In a tertiary care hospital in Delhi, 40% of doctors reported being exposed to violence in the last year. The point of delivery of emergency services was the most common place of violence and verbal abuse was the most common form of violence. The most common symptoms experienced by the doctors who were subjected to violence were anger, frustration and irritability. Out of those who were exposed to violence, only 44% reported the incidence to the authorities.

Due to the increasing reports of violence against doctors, the main source of stress for doctors was fear of violence, followed by fear of being sued. In India, 62% of doctors who answered a survey reported that they were unable to see their patients without any fear of violence, and 57% had considered hiring security staff at their workplace.

In May 2023, a junior doctor named Vandana Das was stabbed to death while on night duty, by a patient brought to casualty for medical examination by the Police in a Government hospital in the Indian state of Kerala. The incident sparked widespread outrage and protests by doctors resulting in the Kerala Government passing an ordinance to provide stricter punishment for violence against hospitals and healthcare workers.

On 9 August 2024, a second-year postgraduate trainee (PGT) doctor at RG Kar Medical College in Kolkata, West Bengal, India was found dead in a seminar hall on the college campus. An autopsy later confirmed that she had been raped and murdered. The incident has sparked significant outrage and nationwide protests which demand a thorough investigation while also questioning the safety of women in India.

===Nepal===
During the 2025 Nepalese Gen Z protests, police entered the Civil Service Hospital in Kathmandu, firing tear gas, assaulting wounded protesters which were there for treatment, all of which disturbed health care delivery.

===United States===

According to the Bureau of Labor Statistics in 2020, the intentional injury rate for private hospital employees was five times higher than the national rate of all other private industries.

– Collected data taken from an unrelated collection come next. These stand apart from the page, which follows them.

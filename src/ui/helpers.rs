//! Shared rendering utilities.
//!
//! Cursor positioning, column-width aware padding and truncation, and match
//! highlighting. Widths are terminal columns, so CJK and emoji count double;
//! highlight ranges are character indices.

use crate::ui::theme::Theme;
use unicode_width::{UnicodeWidthChar, UnicodeWidthStr};

/// Moves the cursor to a 1-indexed row and column.
pub fn position_cursor(row: usize, col: usize) {
    print!("\u{1b}[{row};{col}H");
}

/// Clears the screen and homes the cursor.
pub fn clear_screen() {
    print!("\u{1b}[2J\u{1b}[H");
}

/// Terminal columns taken by `text`.
#[must_use]
pub fn display_width(text: &str) -> usize {
    UnicodeWidthStr::width(text)
}

/// Cuts `text` to at most `max_width` columns, ending with `…` when cut.
///
/// # Examples
///
/// ```
/// use lekutao_hub::ui::helpers::truncate_to_width;
///
/// assert_eq!(truncate_to_width("售后服务", 8), "售后服务");
/// assert_eq!(truncate_to_width("售后服务", 6), "售后…");
/// assert_eq!(truncate_to_width("abc", 0), "");
/// ```
#[must_use]
pub fn truncate_to_width(text: &str, max_width: usize) -> String {
    if display_width(text) <= max_width {
        return text.to_string();
    }
    if max_width == 0 {
        return String::new();
    }

    let budget = max_width - 1;
    let mut width = 0;
    let mut out = String::new();
    for c in text.chars() {
        let w = UnicodeWidthChar::width(c).unwrap_or(0);
        if width + w > budget {
            break;
        }
        width += w;
        out.push(c);
    }
    out.push('…');
    out
}

/// Spaces needed to pad `text` to `width` columns.
#[must_use]
pub fn padding_for(text: &str, width: usize) -> String {
    " ".repeat(width.saturating_sub(display_width(text)))
}

/// Prints `text` with the given character ranges highlighted.
///
/// Selected rows are printed plain so the selection background stays intact.
/// Ranges are `(start, end)` character indices, end exclusive, sorted and
/// non-overlapping.
pub fn render_highlighted_text(
    text: &str,
    ranges: &[(usize, usize)],
    theme: &Theme,
    is_selected: bool,
) {
    if ranges.is_empty() || is_selected {
        print!("{text}");
        return;
    }

    let chars: Vec<char> = text.chars().collect();
    let mut current_pos = 0;

    for &(start, end) in ranges {
        let start = start.min(chars.len());
        let end = end.min(chars.len());
        if start < current_pos || start >= end {
            continue;
        }
        if start > current_pos {
            print!("{}", chars[current_pos..start].iter().collect::<String>());
        }

        print!(
            "{}{}{}{}",
            Theme::fg(&theme.colors.match_highlight_fg),
            Theme::bg(&theme.colors.match_highlight_bg),
            chars[start..end].iter().collect::<String>(),
            Theme::reset()
        );
        print!("{}", Theme::fg(&theme.colors.text_normal));

        current_pos = end;
    }

    if current_pos < chars.len() {
        print!("{}", chars[current_pos..].iter().collect::<String>());
    }
}

#[cfg(test)]
mod tests {
    use super::*;

    #[test]
    fn cjk_counts_double() {
        assert_eq!(display_width("ZOZO"), 4);
        assert_eq!(display_width("煤炉"), 4);
        assert_eq!(padding_for("煤炉", 6), "  ");
    }

    #[test]
    fn truncation_never_splits_wide_chars() {
        assert_eq!(truncate_to_width("煤炉拍卖", 5), "煤炉…");
        assert!(display_width(&truncate_to_width("メルカリ MERCARI", 9)) <= 9);
    }
}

A 2018 survey conducted by the American College of Emergency Physicians showed that out of more than 3,500 E.R. doctors, 47% of the doctors had been assaulted. 97% of the time, the assailant was a patient.

==Mitigation==
Some suggestions for reducing violence against healthcare staff are: posting security personnel at the hospital entrance, confiscation of weapons before entering the hospital, mandatory registration for all visitors at the reception, restricting the number of bystanders to two for every patient, displaying of laws related to punishment for assaulting healthcare staff on the walls of hospitals, creation of an emergency protocol and evacuation plan in case of major violence. Giving training on communication skills for healthcare staff and providing the services of counselors for emotional support could likely reduce violence.

In December 2019 in China, those "disturbing the medical environment, or harming medical workers' safety and dignity" will be subjected to administrative punishments such as detention or a fine under a new law effective from 1 June 2020.

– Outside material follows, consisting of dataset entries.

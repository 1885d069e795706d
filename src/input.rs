use crossterm::event::{self, Event, KeyCode, KeyEvent, KeyEventKind, KeyModifiers};
use std::time::Duration;

/// Which key map applies.
#[derive(Debug, Clone, Copy, PartialEq, Eq)]
pub enum InputMode {
    Browse,
    Form,
    Confirm,
}

#[derive(Debug, Clone, Copy, PartialEq, Eq)]
pub enum Action {
    Quit,
    Down,
    Up,
    Reload,
    NewArticle,
    Edit,
    Delete,
    OpenImage,
    DismissNotice,
    Confirm,
    Decline,
    NextField,
    Char(char),
    Backspace,
    Enter,
    RemoveImage,
    Submit,
    Cancel,
    None,
}

pub fn poll_action(mode: InputMode) -> anyhow::Result<Action> {
    if !event::poll(Duration::from_millis(50))? {
        return Ok(Action::None);
    }

    match event::read()? {
        Event::Key(key) if key.kind != KeyEventKind::Release => Ok(map_key(mode, key)),
        _ => Ok(Action::None),
    }
}

pub fn map_key(mode: InputMode, key: KeyEvent) -> Action {
    let KeyEvent { code, modifiers, .. } = key;
    match mode {
        InputMode::Confirm => match code {
            KeyCode::Char('y') | KeyCode::Char('Y') => Action::Confirm,
            KeyCode::Char('n') | KeyCode::Char('N') | KeyCode::Esc => Action::Decline,
            _ => Action::None,
        },
        InputMode::Form => match (code, modifiers) {
            (KeyCode::Esc, _) => Action::Cancel,
            (KeyCode::Tab, _) => Action::NextField,
            (KeyCode::Enter, _) => Action::Enter,
            (KeyCode::Backspace, _) => Action::Backspace,
            (KeyCode::Delete, _) => Action::RemoveImage,
            (KeyCode::Up, _) => Action::Up,
            (KeyCode::Down, _) => Action::Down,
            (KeyCode::Char('s'), KeyModifiers::CONTROL) => Action::Submit,
            (KeyCode::Char(_), m) if m.contains(KeyModifiers::CONTROL) => Action::None,
            (KeyCode::Char(c), _) => Action::Char(c),
            _ => Action::None,
        },
        InputMode::Browse => match code {
            KeyCode::Char('q') => Action::Quit,
            KeyCode::Char('j') | KeyCode::Down => Action::Down,
            KeyCode::Char('k') | KeyCode::Up => Action::Up,
            KeyCode::Char('r') => Action::Reload,
            KeyCode::Char('n') => Action::NewArticle,
            KeyCode::Char('e') | KeyCode::Enter => Action::Edit,
            KeyCode::Char('d') | KeyCode::Delete => Action::Delete,
            KeyCode::Char('o') => Action::OpenImage,
            KeyCode::Char('x') => Action::DismissNotice,
            KeyCode::Tab => Action::NextField,
            _ => Action::None,
        },
    }
}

In England, patients who general practitioners accuse of violence or behaviour causing fear of physical violence can be limited to healthcare in settings with mitigation for violence through the Special Allocation Scheme. There is a review process and an appeal process that assesses these allocations.

In the past ten years, nineteen state governments of India have passed laws for the safeguard of physicians. However, the law could not be effectively implemented due to resistance from administration.